Boost logo

Boost :

From: Hervé Brönnimann (hervebronnimann_at_[hidden])
Date: 2006-12-06 00:35:11


Nemanja: I don't use UTF8 myself, but I've had to program
is_valid_utf8 and utf8_to_xml10 recently. You're lucky that I just
gave is_valid as an assignment to a student! I haven't done a review
in a long time, not even for formal reviews, and this is only an
informal review.

Given that unicode is a standard that *should* be supported by C++,
really, this would be a prime candidate for inclusion in boost. I
strongly support your efforts. I started writing a few comments, and
it comes almost as a complete review :-) So here goes my mini-review.

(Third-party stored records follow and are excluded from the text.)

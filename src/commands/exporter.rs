// Copyright (c) AlphaVelocity.
// All rights reserved.
//
// This source code is licensed under the license found in the
// LICENSE file in the root directory of this source tree.

use crate::commands::required;
use crate::models::{Purchase, RevenueEntry, Transaction};
use crate::store::{Collection, Record, RecordStore};
use anyhow::{bail, Context, Result};
use rusqlite::Connection;
use serde::Serialize;

pub fn handle(conn: &Connection, m: &clap::ArgMatches) -> Result<()> {
    let collection: Collection = required(m, "collection")?.parse()?;
    let fmt = required(m, "format")?.trim().to_lowercase();
    let out = required(m, "out")?;

    if fmt != "csv" && fmt != "json" {
        bail!("Unknown format: {} (use csv|json)", fmt);
    }

    let count = match collection {
        Collection::Transactions => export::<Transaction>(conn, &fmt, out)?,
        Collection::Purchases => export::<Purchase>(conn, &fmt, out)?,
        Collection::RevenueEntries => export::<RevenueEntry>(conn, &fmt, out)?,
    };
    println!("Exported {} {} to {}", count, collection, out);
    Ok(())
}

fn export<R: Record + Serialize>(conn: &Connection, fmt: &str, out: &str) -> Result<usize> {
    let records = conn
        .fetch_all::<R>()
        .with_context(|| format!("Failed to read {}", R::COLLECTION))?;
    match fmt {
        "csv" => {
            let mut wtr = csv::Writer::from_path(out).with_context(|| format!("Open {}", out))?;
            for record in &records {
                wtr.serialize(record)?;
            }
            wtr.flush()?;
        }
        _ => {
            std::fs::write(out, serde_json::to_string_pretty(&records)?)
                .with_context(|| format!("Write {}", out))?;
        }
    }
    Ok(records.len())
}
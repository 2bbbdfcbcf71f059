// Copyright (c) 2025 Soumyadip Sarkar.
// All rights reserved.
//
// This source code is licensed under the license found in the
// LICENSE file in the root directory of this source tree.

//! Reporting computations over records already held in memory.
//!
//! Everything here is a pure function of a [`Dataset`] and a window; views
//! call them again from the full dataset whenever the selection changes.

use std::collections::HashMap;

use chrono::NaiveDate;
use rust_decimal::prelude::ToPrimitive;
use rust_decimal::Decimal;
use serde::Serialize;

use crate::models::{Dataset, MainCategory};
use crate::window::DateWindow;

/// Chart colours, assigned to buckets by position and reused cyclically.
pub const PALETTE: [&str; 6] = [
    "#0088FE", "#00C49F", "#FFBB28", "#FF8042", "#8884d8", "#82ca9d",
];

pub const INGREDIENT_LABEL: &str = "Ingredient purchases";
pub const OTHER_EXPENSE_LABEL: &str = "Other";
pub const OTHER_INCOME_LABEL: &str = "Other income";

#[derive(Debug, Clone, Copy, Default, PartialEq, Eq, Serialize)]
pub struct PeriodTotals {
    pub revenue: Decimal,
    pub expenses: Decimal,
    pub profit: Decimal,
}

impl PeriodTotals {
    fn new(revenue: Decimal, expenses: Decimal) -> Self {
        Self {
            revenue,
            expenses,
            profit: revenue - expenses,
        }
    }
}

/// Revenue, expenses and profit for records dated inside `window`.
pub fn period_totals(data: &Dataset, window: &DateWindow) -> PeriodTotals {
    let mut revenue = Decimal::ZERO;
    let mut expenses = Decimal::ZERO;

    for t in data.transactions.iter().filter(|t| window.contains(t.date)) {
        match t.main_category {
            MainCategory::Income => revenue += t.amount,
            MainCategory::Expense => expenses += t.amount,
        }
    }
    for p in data.purchases.iter().filter(|p| window.contains(p.date)) {
        expenses += p.total_price;
    }
    for r in data.revenue.iter().filter(|r| window.contains(r.date)) {
        revenue += r.amount;
    }

    PeriodTotals::new(revenue, expenses)
}

#[derive(Debug, Clone, Copy, PartialEq, Eq, Serialize)]
#[serde(rename_all = "lowercase")]
pub enum Flow {
    In,
    Out,
}

#[derive(Debug, Clone, Copy, PartialEq, Eq, Serialize)]
#[serde(rename_all = "lowercase")]
pub enum Source {
    Transaction,
    Purchase,
    Revenue,
}

#[derive(Debug, Clone, PartialEq, Serialize)]
pub struct ActivityItem {
    pub id: i64,
    pub date: NaiveDate,
    pub flow: Flow,
    pub amount: Decimal,
    pub label: String,
    pub source: Source,
}

/// Most recent activity across all three collections, newest day first.
///
/// Records on the same day keep their collection order (transactions,
/// purchases, revenue entries) and fetch order within a collection. Without
/// a window every dated record is eligible.
pub fn activity_feed(
    data: &Dataset,
    window: Option<&DateWindow>,
    limit: usize,
) -> Vec<ActivityItem> {
    let in_window = |d: Option<NaiveDate>| match window {
        Some(w) => w.contains(d),
        None => d.is_some(),
    };

    let mut items: Vec<ActivityItem> = Vec::new();
    for t in &data.transactions {
        let Some(date) = t.date.filter(|_| in_window(t.date)) else {
            continue;
        };
        let (flow, prefix) = match t.main_category {
            MainCategory::Income => (Flow::In, "Income"),
            MainCategory::Expense => (Flow::Out, "Expense"),
        };
        items.push(ActivityItem {
            id: t.id,
            date,
            flow,
            amount: t.amount,
            label: format!("{}: {}", prefix, t.subcategory),
            source: Source::Transaction,
        });
    }
    for p in &data.purchases {
        let Some(date) = p.date.filter(|_| in_window(p.date)) else {
            continue;
        };
        items.push(ActivityItem {
            id: p.id,
            date,
            flow: Flow::Out,
            amount: p.total_price,
            label: format!("Purchase: {}", p.item_name),
            source: Source::Purchase,
        });
    }
    for r in &data.revenue {
        let Some(date) = r.date.filter(|_| in_window(r.date)) else {
            continue;
        };
        items.push(ActivityItem {
            id: r.id,
            date,
            flow: Flow::In,
            amount: r.amount,
            label: format!("{} sale: {}", r.period.label(), r.subcategory),
            source: Source::Revenue,
        });
    }

    // sort_by is stable, so same-day items keep their union order
    items.sort_by(|a, b| b.date.cmp(&a.date));
    items.truncate(limit);
    items
}

#[derive(Debug, Clone, PartialEq, Serialize)]
pub struct SeriesPoint {
    pub date: NaiveDate,
    pub label: String,
    pub revenue: Decimal,
    pub expenses: Decimal,
    pub profit: Decimal,
}

/// One point per day of `window`, plus the summed totals.
#[derive(Debug, Clone, PartialEq, Serialize)]
pub struct Series {
    pub window: DateWindow,
    pub points: Vec<SeriesPoint>,
    pub totals: PeriodTotals,
}

/// Monday-start week containing `day`, labelled by weekday.
pub fn weekly_series(data: &Dataset, day: NaiveDate) -> Series {
    series_with_labels(data, DateWindow::week_of(day), "%a")
}

/// Calendar month containing `day`, labelled by day of month.
pub fn monthly_series(data: &Dataset, day: NaiveDate) -> Series {
    series_with_labels(data, DateWindow::month_of(day), "%d")
}

/// Dense series over an arbitrary window, labelled `dd/mm`.
pub fn daily_series(data: &Dataset, window: DateWindow) -> Series {
    series_with_labels(data, window, "%d/%m")
}

fn series_with_labels(data: &Dataset, window: DateWindow, label_fmt: &str) -> Series {
    let mut per_day: HashMap<NaiveDate, (Decimal, Decimal)> = HashMap::new();
    let mut bump = |date: Option<NaiveDate>, revenue: Decimal, expense: Decimal| {
        if let Some(d) = date.filter(|_| window.contains(date)) {
            let slot = per_day.entry(d).or_insert((Decimal::ZERO, Decimal::ZERO));
            slot.0 += revenue;
            slot.1 += expense;
        }
    };

    for t in &data.transactions {
        match t.main_category {
            MainCategory::Income => bump(t.date, t.amount, Decimal::ZERO),
            MainCategory::Expense => bump(t.date, Decimal::ZERO, t.amount),
        }
    }
    for p in &data.purchases {
        bump(p.date, Decimal::ZERO, p.total_price);
    }
    for r in &data.revenue {
        bump(r.date, r.amount, Decimal::ZERO);
    }

    let mut revenue_total = Decimal::ZERO;
    let mut expense_total = Decimal::ZERO;
    let points: Vec<SeriesPoint> = window
        .days()
        .map(|day| {
            let (revenue, expenses) = per_day
                .get(&day)
                .copied()
                .unwrap_or((Decimal::ZERO, Decimal::ZERO));
            revenue_total += revenue;
            expense_total += expenses;
            SeriesPoint {
                date: day,
                label: day.format(label_fmt).to_string(),
                revenue,
                expenses,
                profit: revenue - expenses,
            }
        })
        .collect();

    Series {
        window,
        points,
        totals: PeriodTotals::new(revenue_total, expense_total),
    }
}

#[derive(Debug, Clone, PartialEq, Serialize)]
pub struct BreakdownBucket {
    pub label: String,
    pub value: Decimal,
    pub color: &'static str,
    /// Percentage of the breakdown total; absent when the total is zero.
    pub share: Option<f64>,
}

#[derive(Debug, Clone, Default, PartialEq, Serialize)]
pub struct Breakdown {
    pub buckets: Vec<BreakdownBucket>,
    pub total: Decimal,
}

impl Breakdown {
    fn from_groups(groups: LabelTotals) -> Self {
        let total: Decimal = groups.entries.iter().map(|(_, v)| *v).sum();
        let buckets = groups
            .entries
            .into_iter()
            .map(|(label, value)| BreakdownBucket {
                label,
                value,
                color: PALETTE[0],
                share: None,
            })
            .collect();
        let mut out = Breakdown { buckets, total };
        out.assign_colors_and_shares();
        out
    }

    /// Largest bucket first; colours follow the new order.
    pub fn sorted_desc(mut self) -> Self {
        self.buckets.sort_by(|a, b| b.value.cmp(&a.value));
        self.assign_colors_and_shares();
        self
    }

    pub fn is_empty(&self) -> bool {
        self.buckets.is_empty()
    }

    fn assign_colors_and_shares(&mut self) {
        let total = self.total.to_f64().unwrap_or(0.0);
        for (i, bucket) in self.buckets.iter_mut().enumerate() {
            bucket.color = PALETTE[i % PALETTE.len()];
            bucket.share = if self.total.is_zero() || total == 0.0 {
                None
            } else {
                bucket.value.to_f64().map(|v| v / total * 100.0)
            };
        }
    }
}

/// Label totals kept in first-seen order.
#[derive(Default)]
struct LabelTotals {
    entries: Vec<(String, Decimal)>,
    index: HashMap<String, usize>,
}

impl LabelTotals {
    fn add(&mut self, label: &str, amount: Decimal) {
        match self.index.get(label) {
            Some(&i) => self.entries[i].1 += amount,
            None => {
                self.index.insert(label.to_string(), self.entries.len());
                self.entries.push((label.to_string(), amount));
            }
        }
    }
}

/// Expenses by transaction subcategory, with all purchases in one
/// ingredient bucket.
pub fn expense_breakdown(data: &Dataset, window: &DateWindow) -> Breakdown {
    let mut groups = LabelTotals::default();
    for t in data
        .transactions
        .iter()
        .filter(|t| t.main_category == MainCategory::Expense && window.contains(t.date))
    {
        let label = t.subcategory.trim();
        let label = if label.is_empty() {
            OTHER_EXPENSE_LABEL
        } else {
            label
        };
        groups.add(label, t.amount);
    }
    for p in data.purchases.iter().filter(|p| window.contains(p.date)) {
        groups.add(INGREDIENT_LABEL, p.total_price);
    }
    Breakdown::from_groups(groups)
}

/// Revenue by shift, with income transactions in one extra bucket.
pub fn revenue_breakdown(data: &Dataset, window: &DateWindow) -> Breakdown {
    let mut groups = LabelTotals::default();
    for r in data.revenue.iter().filter(|r| window.contains(r.date)) {
        groups.add(r.period.label(), r.amount);
    }
    for t in data
        .transactions
        .iter()
        .filter(|t| t.main_category == MainCategory::Income && window.contains(t.date))
    {
        groups.add(OTHER_INCOME_LABEL, t.amount);
    }
    Breakdown::from_groups(groups)
}
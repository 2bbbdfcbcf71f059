// Copyright (c) AlphaVelocity.
// All rights reserved.
//
// This source code is licensed under the license found in the
// LICENSE file in the root directory of this source tree.

use crate::aggregate::{
    expense_breakdown, monthly_series, period_totals, revenue_breakdown, weekly_series, Breakdown,
    Series,
};
use crate::commands::{dataset_or_empty, date_or_today, month_window, required};
use crate::models::Dataset;
use crate::utils::{fmt_money, get_currency, maybe_print_json, parse_date, pretty_table};
use crate::window::DateWindow;
use anyhow::Result;
use rusqlite::Connection;

pub fn handle(conn: &Connection, m: &clap::ArgMatches) -> Result<()> {
    match m.subcommand() {
        Some(("week", sub)) => week(conn, sub)?,
        Some(("month", sub)) => month(conn, sub)?,
        Some(("breakdown", sub)) => breakdown(conn, sub)?,
        Some(("totals", sub)) => totals(conn, sub)?,
        _ => {}
    }
    Ok(())
}

fn week(conn: &Connection, sub: &clap::ArgMatches) -> Result<()> {
    let day = date_or_today(sub)?;
    let data = dataset_or_empty(conn);
    let series = weekly_series(&data, day);
    print_series(conn, sub, &series, "Week")
}

fn month(conn: &Connection, sub: &clap::ArgMatches) -> Result<()> {
    let window = month_window(sub)?;
    let data = dataset_or_empty(conn);
    let series = monthly_series(&data, window.start());
    print_series(conn, sub, &series, "Month")
}

fn print_series(
    conn: &Connection,
    sub: &clap::ArgMatches,
    series: &Series,
    title: &str,
) -> Result<()> {
    if maybe_print_json(sub.get_flag("json"), sub.get_flag("jsonl"), series)? {
        return Ok(());
    }
    let ccy = get_currency(conn)?;
    println!(
        "{} {} to {}",
        title, series.window.start(), series.window.end()
    );
    let mut rows: Vec<Vec<String>> = series
        .points
        .iter()
        .map(|p| {
            vec![
                p.label.clone(),
                p.date.to_string(),
                fmt_money(&p.revenue, &ccy),
                fmt_money(&p.expenses, &ccy),
                fmt_money(&p.profit, &ccy),
            ]
        })
        .collect();
    rows.push(vec![
        "Total".into(),
        String::new(),
        fmt_money(&series.totals.revenue, &ccy),
        fmt_money(&series.totals.expenses, &ccy),
        fmt_money(&series.totals.profit, &ccy),
    ]);
    println!(
        "{}",
        pretty_table(&["Day", "Date", "Revenue", "Expenses", "Profit"], rows)
    );
    Ok(())
}

/// Category split for the selected month. Expenses come largest first as in
/// a margin analysis; revenue keeps first-seen order.
pub fn build_breakdown(data: &Dataset, window: &DateWindow, kind: &str) -> Breakdown {
    match kind {
        "revenue" => revenue_breakdown(data, window),
        _ => expense_breakdown(data, window).sorted_desc(),
    }
}

fn breakdown(conn: &Connection, sub: &clap::ArgMatches) -> Result<()> {
    let window = month_window(sub)?;
    let kind = required(sub, "kind")?;
    let data = dataset_or_empty(conn);
    let split = build_breakdown(&data, &window, kind);

    if maybe_print_json(sub.get_flag("json"), sub.get_flag("jsonl"), &split)? {
        return Ok(());
    }
    if split.is_empty() || split.total.is_zero() {
        println!("No {} between {} and {}", kind, window.start(), window.end());
        return Ok(());
    }
    let ccy = get_currency(conn)?;
    let mut rows: Vec<Vec<String>> = split
        .buckets
        .iter()
        .map(|b| {
            vec![
                b.label.clone(),
                fmt_money(&b.value, &ccy),
                b.share
                    .map(|s| format!("{:.1}%", s))
                    .unwrap_or_else(|| "-".into()),
                b.color.to_string(),
            ]
        })
        .collect();
    rows.push(vec![
        "Total".into(),
        fmt_money(&split.total, &ccy),
        "100.0%".into(),
        String::new(),
    ]);
    println!(
        "{}",
        pretty_table(&["Category", "Amount", "Share", "Colour"], rows)
    );
    Ok(())
}

fn totals(conn: &Connection, sub: &clap::ArgMatches) -> Result<()> {
    let from = parse_date(required(sub, "from")?)?;
    let to = parse_date(required(sub, "to")?)?;
    let window = DateWindow::new(from, to)?;
    let data = dataset_or_empty(conn);
    let totals = period_totals(&data, &window);

    if maybe_print_json(sub.get_flag("json"), sub.get_flag("jsonl"), &totals)? {
        return Ok(());
    }
    let ccy = get_currency(conn)?;
    println!(
        "{}",
        pretty_table(
            &["From", "To", "Revenue", "Expenses", "Profit"],
            vec![vec![
                from.to_string(),
                to.to_string(),
                fmt_money(&totals.revenue, &ccy),
                fmt_money(&totals.expenses, &ccy),
                fmt_money(&totals.profit, &ccy),
            ]],
        )
    );
    Ok(())
}
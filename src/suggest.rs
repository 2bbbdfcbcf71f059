// Copyright (c) 2025 Soumyadip Sarkar.
// All rights reserved.
//
// This source code is licensed under the license found in the
// LICENSE file in the root directory of this source tree.

//! Autocomplete lists built from previously entered labels.

use std::cmp::Reverse;
use std::collections::HashSet;

use chrono::NaiveDateTime;
use rust_decimal::Decimal;
use serde::Serialize;

use crate::models::{MainCategory, Period, Purchase, RevenueEntry, Transaction, Unit};

#[derive(Debug, Clone, PartialEq, Serialize)]
pub struct PurchaseSuggestion {
    pub item_name: String,
    pub unit_price: Decimal,
    pub unit: Unit,
}

/// Newest record first: `created_at` descending, then id descending.
fn newest_first<T>(
    records: &[T],
    key: impl Fn(&T) -> (Option<NaiveDateTime>, i64),
) -> Vec<&T> {
    let mut sorted: Vec<&T> = records.iter().collect();
    sorted.sort_by_key(|r| Reverse(key(*r)));
    sorted
}

fn dedup_labels<'a>(labels: impl Iterator<Item = &'a str>) -> Vec<String> {
    let mut seen = HashSet::new();
    let mut out = Vec::new();
    for label in labels.map(str::trim).filter(|l| !l.is_empty()) {
        if seen.insert(label) {
            out.push(label.to_string());
        }
    }
    out
}

/// Distinct subcategories used for `category`, most recently used first.
pub fn transaction_subcategories(
    records: &[Transaction],
    category: MainCategory,
) -> Vec<String> {
    let sorted = newest_first(records, |t| (t.created_at, t.id));
    dedup_labels(
        sorted
            .into_iter()
            .filter(|t| t.main_category == category)
            .map(|t| t.subcategory.as_str()),
    )
}

/// Distinct subcategories used for a revenue shift, most recently used first.
pub fn revenue_subcategories(records: &[RevenueEntry], period: Period) -> Vec<String> {
    let sorted = newest_first(records, |r| (r.created_at, r.id));
    dedup_labels(
        sorted
            .into_iter()
            .filter(|r| r.period == period)
            .map(|r| r.subcategory.as_str()),
    )
}

/// One suggestion per item name carrying the price and unit of its latest
/// purchase.
pub fn purchase_suggestions(records: &[Purchase]) -> Vec<PurchaseSuggestion> {
    let mut seen: HashSet<&str> = HashSet::new();
    let mut out = Vec::new();
    for p in newest_first(records, |p| (p.created_at, p.id)) {
        if seen.insert(p.item_name.as_str()) {
            out.push(PurchaseSuggestion {
                item_name: p.item_name.clone(),
                unit_price: p.unit_price,
                unit: p.unit,
            });
        }
    }
    out
}

/// Case-insensitive substring filter; a blank query keeps everything.
pub fn filter_labels<'a, T>(
    items: &'a [T],
    query: &str,
    label: impl Fn(&T) -> &str,
) -> Vec<&'a T> {
    if query.trim().is_empty() {
        return items.iter().collect();
    }
    let needle = query.to_lowercase();
    items
        .iter()
        .filter(|item| label(*item).to_lowercase().contains(&needle))
        .collect()
}
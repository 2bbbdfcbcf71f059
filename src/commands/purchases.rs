// Copyright (c) 2025 Soumyadip Sarkar.
// All rights reserved.
//
// This source code is licensed under the license found in the
// LICENSE file in the root directory of this source tree.

use crate::commands::{date_or_today, month_window};
use crate::forms::{purchase_batch, PurchaseLine};
use crate::models::Purchase;
use crate::store::{delete_existing, RecordStore};
use crate::utils::{fmt_date, fmt_money, get_currency, maybe_print_json, pretty_table};
use crate::window::DateWindow;
use anyhow::{Context, Result};
use rusqlite::Connection;
use rust_decimal::Decimal;
use std::cmp::Reverse;

pub fn handle(conn: &Connection, m: &clap::ArgMatches) -> Result<()> {
    match m.subcommand() {
        Some(("add", sub)) => add(conn, sub)?,
        Some(("list", sub)) => list(conn, sub)?,
        Some(("rm", sub)) => rm(conn, sub)?,
        _ => {}
    }
    Ok(())
}

/// Validates and stores every `--line` of one purchase form.
pub fn add_lines(conn: &Connection, sub: &clap::ArgMatches) -> Result<Vec<Purchase>> {
    let date = date_or_today(sub)?;
    let lines = sub
        .get_many::<String>("line")
        .context("At least one --line is required")?
        .map(|raw| raw.parse::<PurchaseLine>())
        .collect::<Result<Vec<_>, _>>()?;
    let drafts = purchase_batch(date, &lines)?;
    let inserted = conn
        .insert_batch::<Purchase>(&drafts)
        .context("Failed to record purchases")?;
    Ok(inserted)
}

fn add(conn: &Connection, sub: &clap::ArgMatches) -> Result<()> {
    let inserted = add_lines(conn, sub)?;
    let ccy = get_currency(conn)?;
    let total: Decimal = inserted.iter().map(|p| p.total_price).sum();
    println!("{}", purchase_table(&inserted, &ccy));
    println!(
        "Recorded {} purchase line(s), total {}",
        inserted.len(),
        fmt_money(&total, &ccy)
    );
    Ok(())
}

fn list(conn: &Connection, sub: &clap::ArgMatches) -> Result<()> {
    let json_flag = sub.get_flag("json");
    let jsonl_flag = sub.get_flag("jsonl");
    let filter = PurchaseFilter::from_matches(sub)?;
    let data = match conn.fetch_all::<Purchase>() {
        Ok(rows) => filter.apply(rows),
        Err(e) => {
            tracing::error!(error = %e, "failed to load purchases");
            eprintln!("Could not load purchases: {}", e);
            Vec::new()
        }
    };
    if !maybe_print_json(json_flag, jsonl_flag, &data)? {
        if data.is_empty() {
            println!("No purchases.");
            return Ok(());
        }
        let ccy = get_currency(conn)?;
        println!("{}", purchase_table(&data, &ccy));
    }
    Ok(())
}

fn rm(conn: &Connection, sub: &clap::ArgMatches) -> Result<()> {
    let id = *sub.get_one::<i64>("id").context("Missing purchase id")?;
    delete_existing::<Purchase, _>(conn, id).context("Failed to delete purchase")?;
    println!("Removed purchase {}", id);
    Ok(())
}

struct PurchaseFilter {
    window: Option<DateWindow>,
    limit: Option<usize>,
}

impl PurchaseFilter {
    fn from_matches(sub: &clap::ArgMatches) -> Result<Self> {
        let window = match sub.get_one::<String>("month") {
            Some(_) => Some(month_window(sub)?),
            None => None,
        };
        Ok(Self {
            window,
            limit: sub.get_one::<usize>("limit").copied(),
        })
    }

    fn apply(&self, mut data: Vec<Purchase>) -> Vec<Purchase> {
        if let Some(window) = &self.window {
            data.retain(|p| window.contains(p.date));
        }
        data.sort_by_key(|p| Reverse((p.date, p.created_at, p.id)));
        if let Some(limit) = self.limit {
            data.truncate(limit);
        }
        data
    }
}

pub fn query_rows(conn: &Connection, sub: &clap::ArgMatches) -> Result<Vec<Purchase>> {
    let filter = PurchaseFilter::from_matches(sub)?;
    Ok(filter.apply(conn.fetch_all::<Purchase>()?))
}

fn purchase_table(data: &[Purchase], ccy: &str) -> comfy_table::Table {
    let rows: Vec<Vec<String>> = data
        .iter()
        .map(|p| {
            vec![
                p.id.to_string(),
                fmt_date(p.date),
                p.item_name.clone(),
                p.quantity.normalize().to_string(),
                p.unit.to_string(),
                fmt_money(&p.unit_price, ccy),
                fmt_money(&p.total_price, ccy),
            ]
        })
        .collect();
    pretty_table(
        &["ID", "Date", "Item", "Qty", "Unit", "Unit price", "Total"],
        rows,
    )
}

Keep in mind I want to be as constructive and positive as possible.
I'm definitely hoping something will come out of this.

DESIGN
About the documentation: I wish there was a short glossary at the
beginning (it's not provided by unicode.org - the glossary there is
wayyyy too big!). Just to explain "code point", "byte sequence",
"surrogate", etc. Some pointers to the unicode.org FAQ (e.g. for
BOM). Also, before the reference, it would be nice to have a
synopsis to refer to just to remember the interface. And as things
will evolve (interface, design, etc.) you'll need to start a section
Rationale at the end (before Conclusions).

About the interface: The name "bom", even though it is inside
namespace utf8, could be spelled out byte_order_mark (to help users
know what to google for if they don't know the context).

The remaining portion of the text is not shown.